The stepfather went to jail for domestic violence.
Two major penalties late in the game
Football was involved in two incidents early last week.
The first occurred on football Sunday, when a man and woman, married four years but currently separated, decided to get together and watch the Seahawks game. The man had agreed not to drink, but then showed up with a six pack.
You can probably guess where this is going.
After drinking four of the six beers, the estranged wife hid the last two. This drove him into a rage, one thing led to another and he ended up grabbing her by the throat. He went to jail.
The second football-related case was an extremely serious incident at an East Bremerton bar Monday night.
Two men were sitting at the bar and struck up a conversation about the Huskies, their success so far this season, and their expected national ranking.
Sounds innocuous enough, until they disagreed on whether the appropriate ranking would be No. 4 or No. 5.
Them is most definitely fightin’ words!
They exchanged some unpleasant comments, and then one man took out a very bright LED flashlight and started waving it in the other’s eyes. This, understandably, made the other man angry, and he shoved the flashlight-holding man off his stool.
Once he got back up, the man calmly put away the flashlight, removed a knife from his pocket and slammed it into the other man’s side. The suspect ran out with the other man chasing after him, until he began to realize he had been stabbed.
He began bleeding profusely and returned to the bar, where other patrons helped him and called 911. The suspect was located at his home, and arrested.
The victim was seriously hurt and needed surgery. The charge is first degree assault.
It’s also a little surprising that this occurred early in the evening, and nobody was extremely drunk. It is unclear if the suspect was advocating for the No. 4 or No. 5 ranking.
It always amazes us what gets people riled up.
Another case flying in opposition to the rhetoric
Last week I wrote about someone who had inadvertently pointed a vaping device at an officer, who perceived that it may have been the barrel of a gun.
The national media would have you believe that every police officer is trigger happy and overreacting to every incident, but this week we have another reminder that this is certainly not true.
Officers need to make split-second decisions and the public expects that their instant perception needs to be right all the time.

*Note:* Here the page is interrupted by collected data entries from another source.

use crate::model::auth::{LoginRequest, RegisterRequest};
use axum::{extract::State, http::StatusCode, response::IntoResponse, Json};
use garde::Validate;
use registry::AppRegistry;
use shared::error::AppError;

pub async fn register(
    State(registry): State<AppRegistry>,
    Json(req): Json<RegisterRequest>,
) -> Result<impl IntoResponse, AppError> {
    tracing::info!(username = %req.username, "register requested");
    req.validate(&())?;

    registry.user_repository().create(req.into()).await?;

    Ok((
        StatusCode::CREATED,
        Json(serde_json::json!({ "message": "Registered successfully" })),
    ))
}

pub async fn login(
    State(registry): State<AppRegistry>,
    Json(req): Json<LoginRequest>,
) -> Result<impl IntoResponse, AppError> {
    req.validate(&())?;

    let user = registry
        .auth_repository()
        .verify_user(&req.username, &req.password, req.role.into())
        .await?;
    tracing::info!(user_id = %user.user_id, "login accepted");

    Ok(Json(serde_json::json!({ "message": "Login ok" })))
}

Last week, a woman reported that a suspect had stolen her pellet gun, which was a realistic-looking pellet handgun. Just a few minutes later, officers located the man, who had taken the gun and placed it into his waistband.
Not the brightest thing to do in the first place, but even less impressive when you consider he is a convicted felon and his previous conviction pertains to an actual firearm.
The man also had an outstanding arrest warrant, and he was quickly and safely taken into custody by officers. He was also found in possession of methamphetamine and drug paraphernalia.
Stormy with a chance of hydroplaning
Officers dealt with a lot of calls related to the inclement weather Thursday night.
As Officer Jason Vertefeuille accurately noted in the start of his nightly summary, “It was a dark and stormy night.”
About 2 a.m., a car traveling southbound on Pine Road lost control, veered off the road, knocked over a telephone pole, took out a fence, flipped over and finally came within inches of hitting a bedroom occupied by two young, sleeping children. The car finally came to rest upside-down on the front porch of the house.
The driver was uninjured and said he believed he was only going about 30 mph; the evidence at the scene suggests he was going appreciably faster.
As you might expect, the driver was drunk with an alcohol content of .15, almost double the legal limit. The driver was uninjured; everyone was fortunate no one was hurt, just a lot of property damage.